Sprays antissépticos ecossustentáveis à base de biomoléculas: elaboração, caracterização física, química e bioatividade
Bioatividade, biossurfactante, Cymbopogon winterianus, HET-CAM, nanoprodutos naturais, quitosana e derivados, resistência antimicrobiana.
A resistência antimicrobiana representa uma crise de saúde pública global, com graves implicações econômicas e na segurança sanitária. Nesse cenário, a prospecção de alternativas baseadas em produtos naturais, como biopolímeros e óleos essenciais, destaca-se pelo potencial de minimizar o desenvolvimento de resistência e oferecer soluções biocompatíveis.
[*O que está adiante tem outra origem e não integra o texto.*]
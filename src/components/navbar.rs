//! Navigation header and drawer
//!
//! Wide viewports show inline links with the active section highlighted.
//! Narrow viewports get a menu button that opens a drawer over a backdrop.

use dioxus::prelude::*;
use folio_core::{MenuEvent, SectionId, ViewportEvent};
use folio_ui::{Icon, IconButton, LucideIcon};

use crate::context::{use_content, use_hover, use_snapshot, use_viewport};

#[component]
pub fn Navbar() -> Element {
    let content = use_content();
    let snapshot = use_snapshot();
    let mut viewport = use_viewport();
    let hover = use_hover();

    let scrolled = use_memo(move || snapshot.read().is_scrolled);
    let narrow = use_memo(move || snapshot.read().narrow);
    let open = use_memo(move || snapshot.read().menu_open());
    let active = use_memo(move || snapshot.read().active_section.clone());

    let initials: String = content
        .personal
        .name
        .split_whitespace()
        .filter_map(|word| word.chars().next())
        .collect();

    let (toggle_label, toggle_icon) = if open() {
        ("Close menu", Icon::Close)
    } else {
        ("Open menu", Icon::Menu)
    };

    rsx! {
        header { class: if scrolled() { "navbar scrolled" } else { "navbar" },
            div { class: "navbar-inner",
                button {
                    class: "navbar-logo",
                    r#type: "button",
                    "aria-label": "Back to top",
                    onclick: move |_| viewport.send(ViewportEvent::Menu(MenuEvent::NavigateHome)),
                    onmouseenter: move |_| hover.call(true),
                    onmouseleave: move |_| hover.call(false),
                    span { class: "logo-mark", "{initials}" }
                    span { class: "logo-dot", "." }
                }

                if narrow() {
                    IconButton {
                        class: "menu-toggle".to_string(),
                        aria_label: toggle_label.to_string(),
                        expanded: open(),
                        onclick: move |_| viewport.send(ViewportEvent::Menu(MenuEvent::Toggle)),
                        onhover: hover,
                        LucideIcon { icon: toggle_icon, size: 22 }
                    }
                } else {
                    nav { class: "navbar-links",
                        for entry in content.nav.iter() {
                            NavLink {
                                key: "{entry.section_id}",
                                label: entry.label.clone(),
                                section: entry.section_id.clone(),
                                active: active().as_ref() == Some(&entry.section_id),
                            }
                        }
                    }
                }
            }
        }

        if narrow() && open() {
            div {
                class: "drawer-backdrop",
                onclick: move |_| viewport.send(ViewportEvent::Menu(MenuEvent::OutsideClick)),
            }
            nav { class: "drawer", "aria-label": "Sections",
                for entry in content.nav.iter() {
                    NavLink {
                        key: "{entry.section_id}",
                        label: entry.label.clone(),
                        section: entry.section_id.clone(),
                        active: active().as_ref() == Some(&entry.section_id),
                        drawer: true,
                    }
                }
            }
        }
    }
}

#[component]
fn NavLink(label: String, section: SectionId, active: bool, #[props(default)] drawer: bool) -> Element {
    let mut viewport = use_viewport();
    let hover = use_hover();
    let class = match (drawer, active) {
        (true, true) => "drawer-link active",
        (true, false) => "drawer-link",
        (false, true) => "nav-link active",
        (false, false) => "nav-link",
    };

    rsx! {
        button {
            class,
            r#type: "button",
            "aria-current": if active { "true" } else { "false" },
            onclick: move |_| {
                viewport.send(ViewportEvent::Menu(MenuEvent::Navigate(section.clone())));
            },
            onmouseenter: move |_| hover.call(true),
            onmouseleave: move |_| hover.call(false),
            "{label}"
        }
    }
}
//! Navigation drawer state machine
//!
//! ```text
//!            toggle
//!   Closed ─────────► Open ──┐
//!     ▲                      │ toggle | navigate | outside click
//!     └──────────────────────┘ escape | scroll down (narrow) | widen | drop
//! ```
//!
//! The scroll lock guard lives inside the `Open` state, so the page is
//! unlocked on every exit path including teardown.

use serde::{Deserialize, Serialize};

use crate::types::SectionId;

use super::scroll_lock::{ScrollLock, ScrollLockGuard};

#[derive(Debug, Clone, Copy, PartialEq, Eq, Default, Serialize, Deserialize)]
pub enum MenuState {
    #[default]
    Closed,
    Open,
}

/// User intents and environment signals the drawer reacts to
#[derive(Debug, Clone, PartialEq)]
pub enum MenuEvent {
    /// Menu button pressed
    Toggle,
    /// A navigation entry was chosen
    Navigate(SectionId),
    /// Logo pressed
    NavigateHome,
    /// Click on the backdrop or anywhere outside the drawer
    OutsideClick,
    /// Escape key
    Escape,
    /// Page scrolled by `delta` pixels (positive is down)
    Scrolled { delta: f64, narrow: bool },
    /// Viewport grew past the narrow breakpoint; the drawer has no toggle there
    Widened,
}

/// Side effects requested by a transition
#[derive(Debug, Clone, PartialEq, Eq, Serialize, Deserialize)]
pub enum MenuEffect {
    ScrollToSection(SectionId),
    ScrollToTop,
}

#[derive(Debug)]
pub struct MenuMachine {
    lock: ScrollLock,
    open: Option<ScrollLockGuard>,
    close_scroll_distance: f64,
    scrolled_since_open: f64,
}

impl MenuMachine {
    pub fn new(lock: ScrollLock, close_scroll_distance: f64) -> Self {
        Self {
            lock,
            open: None,
            close_scroll_distance,
            scrolled_since_open: 0.0,
        }
    }

    pub fn state(&self) -> MenuState {
        if self.open.is_some() {
            MenuState::Open
        } else {
            MenuState::Closed
        }
    }

    pub fn is_open(&self) -> bool {
        self.open.is_some()
    }

    pub fn lock(&self) -> &ScrollLock {
        &self.lock
    }

    pub fn handle(&mut self, event: MenuEvent) -> Option<MenuEffect> {
        match event {
            MenuEvent::Toggle => {
                if self.is_open() {
                    self.close("toggle");
                } else {
                    self.scrolled_since_open = 0.0;
                    self.open = Some(self.lock.acquire());
                    tracing::debug!("Menu opened");
                }
                None
            }
            MenuEvent::Navigate(section) => {
                self.close("navigate");
                Some(MenuEffect::ScrollToSection(section))
            }
            MenuEvent::NavigateHome => {
                self.close("navigate");
                Some(MenuEffect::ScrollToTop)
            }
            MenuEvent::OutsideClick => {
                self.close("outside click");
                None
            }
            MenuEvent::Escape => {
                self.close("escape");
                None
            }
            MenuEvent::Widened => {
                self.close("widened");
                None
            }
            MenuEvent::Scrolled { delta, narrow } => {
                if self.is_open() && narrow && delta > 0.0 {
                    self.scrolled_since_open += delta;
                    if self.scrolled_since_open > self.close_scroll_distance {
                        self.close("scroll");
                    }
                }
                None
            }
        }
    }

    fn close(&mut self, reason: &str) {
        if self.open.take().is_some() {
            tracing::debug!(reason, "Menu closed");
        }
    }
}

#[cfg(test)]
mod tests {
    use super::*;

    fn machine() -> MenuMachine {
        MenuMachine::new(ScrollLock::new(), 20.0)
    }

    fn about() -> SectionId {
        SectionId::parse("about").unwrap()
    }

    #[test]
    fn starts_closed_and_unlocked() {
        let m = machine();
        assert_eq!(m.state(), MenuState::Closed);
        assert!(!m.lock().is_locked());
    }

    #[test]
    fn toggle_flips_and_locks() {
        let mut m = machine();
        m.handle(MenuEvent::Toggle);
        assert_eq!(m.state(), MenuState::Open);
        assert!(m.lock().is_locked());
        m.handle(MenuEvent::Toggle);
        assert_eq!(m.state(), MenuState::Closed);
        assert!(!m.lock().is_locked());
    }

    #[test]
    fn navigate_closes_and_scrolls() {
        let mut m = machine();
        m.handle(MenuEvent::Toggle);
        let effect = m.handle(MenuEvent::Navigate(about()));
        assert_eq!(effect, Some(MenuEffect::ScrollToSection(about())));
        assert!(!m.is_open());
        assert!(!m.lock().is_locked());
    }

    #[test]
    fn navigate_while_closed_still_scrolls() {
        let mut m = machine();
        let effect = m.handle(MenuEvent::Navigate(about()));
        assert_eq!(effect, Some(MenuEffect::ScrollToSection(about())));
        assert!(!m.lock().is_locked());
    }

    #[test]
    fn escape_and_outside_click_close() {
        let mut m = machine();
        m.handle(MenuEvent::Toggle);
        m.handle(MenuEvent::Escape);
        assert!(!m.is_open());

        m.handle(MenuEvent::Toggle);
        m.handle(MenuEvent::OutsideClick);
        assert!(!m.is_open());
        assert!(!m.lock().is_locked());
    }

    #[test]
    fn escape_while_closed_is_harmless() {
        let mut m = machine();
        m.handle(MenuEvent::Escape);
        m.handle(MenuEvent::OutsideClick);
        assert_eq!(m.state(), MenuState::Closed);
        assert_eq!(m.lock().holders(), 0);
    }

    #[test]
    fn downward_scroll_closes_only_on_narrow() {
        let mut m = machine();
        m.handle(MenuEvent::Toggle);
        m.handle(MenuEvent::Scrolled { delta: 200.0, narrow: false });
        assert!(m.is_open());

        m.handle(MenuEvent::Scrolled { delta: 15.0, narrow: true });
        assert!(m.is_open());
        m.handle(MenuEvent::Scrolled { delta: -40.0, narrow: true });
        assert!(m.is_open());
        m.handle(MenuEvent::Scrolled { delta: 10.0, narrow: true });
        assert!(!m.is_open());
        assert!(!m.lock().is_locked());
    }

    #[test]
    fn reopening_resets_scroll_distance() {
        let mut m = machine();
        m.handle(MenuEvent::Toggle);
        m.handle(MenuEvent::Scrolled { delta: 15.0, narrow: true });
        m.handle(MenuEvent::Toggle);
        m.handle(MenuEvent::Toggle);
        m.handle(MenuEvent::Scrolled { delta: 15.0, narrow: true });
        assert!(m.is_open());
    }

    #[test]
    fn drop_releases_lock() {
        let lock = ScrollLock::new();
        {
            let mut m = MenuMachine::new(lock.clone(), 20.0);
            m.handle(MenuEvent::Toggle);
            assert!(lock.is_locked());
        }
        assert!(!lock.is_locked());
    }
}
//! Folio UI Components
//!
//! Presentation primitives shared by the portfolio shell. Nothing here
//! holds state beyond what a single element needs; the shell owns the
//! viewport controller and passes plain values down.
//!
//! ## Palette
//!
//! - **Violet (#8b5cf6)**: primary accent, active navigation, focus rings
//! - **Cyan (#22d3ee)**: secondary accent, links, the cursor dot
//! - **Ink (#0b0b12)**: background
//!
//! Interactive primitives accept an `onhover` handler so the custom cursor
//! can grow while the pointer is over them.

pub mod components;

pub use components::*;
A presente pesquisa teve por objetivo elaborar e caracterizar físico-quimicamente sprays antissépticos formulados a partir de emulsões compostas por quitosana fúngica (QF) e seus derivados, cloridrato de quitosana (ClQ) e conjugado quitosana-glicose por reação de Maillard (Q-GRM), em associação com biossurfactante de quinoa (BQ) e óleo essencial de citronela (Cymbopogon winterianus (OEC), e verificar a bioatividade e o potencial de irritação das formulações. A composição do OEC foi determinada por cromatografia e os polímeros e as emulsões (polímero-BQ/tween 80-OEC) por espectroscopia no infravermelho (FTIR). As emulsões foram caracterizadas quanto ao tamanho de partícula (DLS), potencial zeta (PZ), índice de polidispersão (PDI) e estabilidade física ao longo de 28 dias. A bioatividade foi avaliada pela Concentração Inibitória Mínima (CIM), potencial antioxidante (DPPH) e potencial de irritabilidade in vitro (HET-CAM). Os resultados indicaram que emulsões à base de ClQ não apresentaram CIM satisfatória. Contudo, as formulações F5 (Q-GRM-BQ-OEC) e F6 (QF-BQ-OEC) demonstraram estabilidade superior e menores valores de CIM, sendo selecionadas para a etapa de formulação dos sprays. Todos os sistemas foram classificados como não irritantes. Conclui-se que a quitosana fúngica e o conjugado quitosana-glucose por reação de Maillar, são os polímero promissores para a veiculação do OEC, utilizando biossurfactante de quinoa como agentes emulsificantes. Estes resultados apontam para o desenvolvimento de antissépticos sustentáveis e eficazes, com potencial para reduzir a dependência de sanitizantes sintéticos convencionais. Assim, a aplicação dessas formulações representa uma estratégia promissora para o controle de patógenos em ambientes de saúde, contribuindo diretamente para a mitigação da resistência antimicrobiana e para o fortalecimento da segurança sanitária global.